▶ Problem to work on
The output should be all lines of the entries below in which the word "reloaded" occurs.

▶ Provided records
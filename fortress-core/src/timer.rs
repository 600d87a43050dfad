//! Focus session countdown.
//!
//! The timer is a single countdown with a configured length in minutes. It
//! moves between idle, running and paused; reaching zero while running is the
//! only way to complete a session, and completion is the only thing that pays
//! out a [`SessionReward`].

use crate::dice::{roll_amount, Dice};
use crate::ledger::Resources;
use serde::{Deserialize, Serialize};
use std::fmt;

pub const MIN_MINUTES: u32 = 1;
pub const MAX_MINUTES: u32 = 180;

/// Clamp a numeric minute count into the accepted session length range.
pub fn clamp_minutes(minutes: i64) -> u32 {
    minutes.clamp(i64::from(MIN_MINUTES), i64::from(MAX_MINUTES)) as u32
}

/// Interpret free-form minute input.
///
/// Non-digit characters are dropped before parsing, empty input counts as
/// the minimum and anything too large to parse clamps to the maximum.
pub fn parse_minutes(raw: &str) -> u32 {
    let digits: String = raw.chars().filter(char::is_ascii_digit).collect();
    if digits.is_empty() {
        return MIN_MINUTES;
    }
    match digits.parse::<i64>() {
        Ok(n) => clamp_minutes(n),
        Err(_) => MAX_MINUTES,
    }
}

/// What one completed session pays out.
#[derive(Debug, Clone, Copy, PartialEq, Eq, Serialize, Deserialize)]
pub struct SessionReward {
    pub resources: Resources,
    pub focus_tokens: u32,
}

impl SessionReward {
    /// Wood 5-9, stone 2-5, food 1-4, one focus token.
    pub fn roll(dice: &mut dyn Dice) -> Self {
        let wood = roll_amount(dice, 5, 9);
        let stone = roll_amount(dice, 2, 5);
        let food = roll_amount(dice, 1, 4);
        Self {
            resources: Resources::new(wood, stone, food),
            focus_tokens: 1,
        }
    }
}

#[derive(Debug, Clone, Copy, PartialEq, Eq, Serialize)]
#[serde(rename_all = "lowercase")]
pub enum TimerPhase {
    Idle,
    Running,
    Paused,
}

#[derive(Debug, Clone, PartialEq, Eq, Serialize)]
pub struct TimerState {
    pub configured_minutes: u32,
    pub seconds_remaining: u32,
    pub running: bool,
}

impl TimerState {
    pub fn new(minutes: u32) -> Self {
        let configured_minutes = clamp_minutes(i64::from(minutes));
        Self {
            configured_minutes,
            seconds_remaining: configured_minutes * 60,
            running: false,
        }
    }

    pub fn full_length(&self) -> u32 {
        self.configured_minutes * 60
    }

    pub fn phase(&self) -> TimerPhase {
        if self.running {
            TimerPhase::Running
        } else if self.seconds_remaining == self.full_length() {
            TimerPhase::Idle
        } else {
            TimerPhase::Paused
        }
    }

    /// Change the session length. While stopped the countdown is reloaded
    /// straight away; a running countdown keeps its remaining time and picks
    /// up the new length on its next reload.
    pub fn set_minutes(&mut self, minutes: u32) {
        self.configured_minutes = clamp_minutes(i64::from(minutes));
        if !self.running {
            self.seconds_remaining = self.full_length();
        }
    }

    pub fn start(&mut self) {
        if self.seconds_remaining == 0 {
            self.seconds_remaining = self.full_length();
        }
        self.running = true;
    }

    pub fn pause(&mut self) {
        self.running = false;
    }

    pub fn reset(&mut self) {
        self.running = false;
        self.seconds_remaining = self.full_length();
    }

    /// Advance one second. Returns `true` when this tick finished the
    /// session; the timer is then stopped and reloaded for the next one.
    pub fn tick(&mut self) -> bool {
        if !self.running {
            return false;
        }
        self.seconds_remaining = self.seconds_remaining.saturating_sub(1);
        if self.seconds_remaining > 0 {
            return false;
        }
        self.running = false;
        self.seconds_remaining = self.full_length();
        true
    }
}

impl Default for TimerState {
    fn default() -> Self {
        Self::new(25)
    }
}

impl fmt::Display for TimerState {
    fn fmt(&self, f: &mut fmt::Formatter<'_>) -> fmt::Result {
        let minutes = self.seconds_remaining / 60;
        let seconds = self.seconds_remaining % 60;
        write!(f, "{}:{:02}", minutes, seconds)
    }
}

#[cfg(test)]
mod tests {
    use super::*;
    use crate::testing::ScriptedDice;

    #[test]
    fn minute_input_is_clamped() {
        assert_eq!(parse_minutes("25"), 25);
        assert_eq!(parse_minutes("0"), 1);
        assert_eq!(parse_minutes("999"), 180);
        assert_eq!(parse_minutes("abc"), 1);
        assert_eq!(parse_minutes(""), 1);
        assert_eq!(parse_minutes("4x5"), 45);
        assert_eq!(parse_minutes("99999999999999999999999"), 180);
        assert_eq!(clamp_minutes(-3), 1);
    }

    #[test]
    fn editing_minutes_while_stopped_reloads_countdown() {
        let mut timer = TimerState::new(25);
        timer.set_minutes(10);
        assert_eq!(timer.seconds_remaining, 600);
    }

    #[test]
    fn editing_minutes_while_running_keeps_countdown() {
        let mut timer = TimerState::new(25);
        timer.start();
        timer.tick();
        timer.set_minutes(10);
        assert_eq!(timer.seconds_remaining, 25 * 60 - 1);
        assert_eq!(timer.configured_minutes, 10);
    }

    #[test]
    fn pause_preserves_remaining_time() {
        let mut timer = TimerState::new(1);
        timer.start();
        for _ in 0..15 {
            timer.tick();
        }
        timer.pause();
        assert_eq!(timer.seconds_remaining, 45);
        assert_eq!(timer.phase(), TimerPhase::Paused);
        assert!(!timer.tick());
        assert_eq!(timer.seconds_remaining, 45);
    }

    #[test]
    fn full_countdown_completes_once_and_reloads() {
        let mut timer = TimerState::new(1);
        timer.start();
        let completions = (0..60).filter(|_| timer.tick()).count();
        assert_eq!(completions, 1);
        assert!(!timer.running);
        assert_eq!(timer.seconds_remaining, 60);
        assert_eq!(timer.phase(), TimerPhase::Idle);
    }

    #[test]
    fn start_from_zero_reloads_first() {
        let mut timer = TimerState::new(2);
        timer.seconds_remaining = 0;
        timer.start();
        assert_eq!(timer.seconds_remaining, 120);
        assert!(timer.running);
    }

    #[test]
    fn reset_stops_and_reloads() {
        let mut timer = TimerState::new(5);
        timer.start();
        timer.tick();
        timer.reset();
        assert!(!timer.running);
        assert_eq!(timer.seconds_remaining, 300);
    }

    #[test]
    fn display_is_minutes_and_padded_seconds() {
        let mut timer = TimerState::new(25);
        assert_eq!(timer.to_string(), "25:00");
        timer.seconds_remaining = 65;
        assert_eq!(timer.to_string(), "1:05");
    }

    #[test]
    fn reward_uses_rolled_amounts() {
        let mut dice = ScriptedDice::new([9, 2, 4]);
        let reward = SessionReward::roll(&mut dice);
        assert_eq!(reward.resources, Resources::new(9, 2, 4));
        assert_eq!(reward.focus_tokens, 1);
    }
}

▶ Response box
    /// Change the session length. While stopped the countdown is reloaded
    /// session; the timer is then stopped and reloaded for the next one.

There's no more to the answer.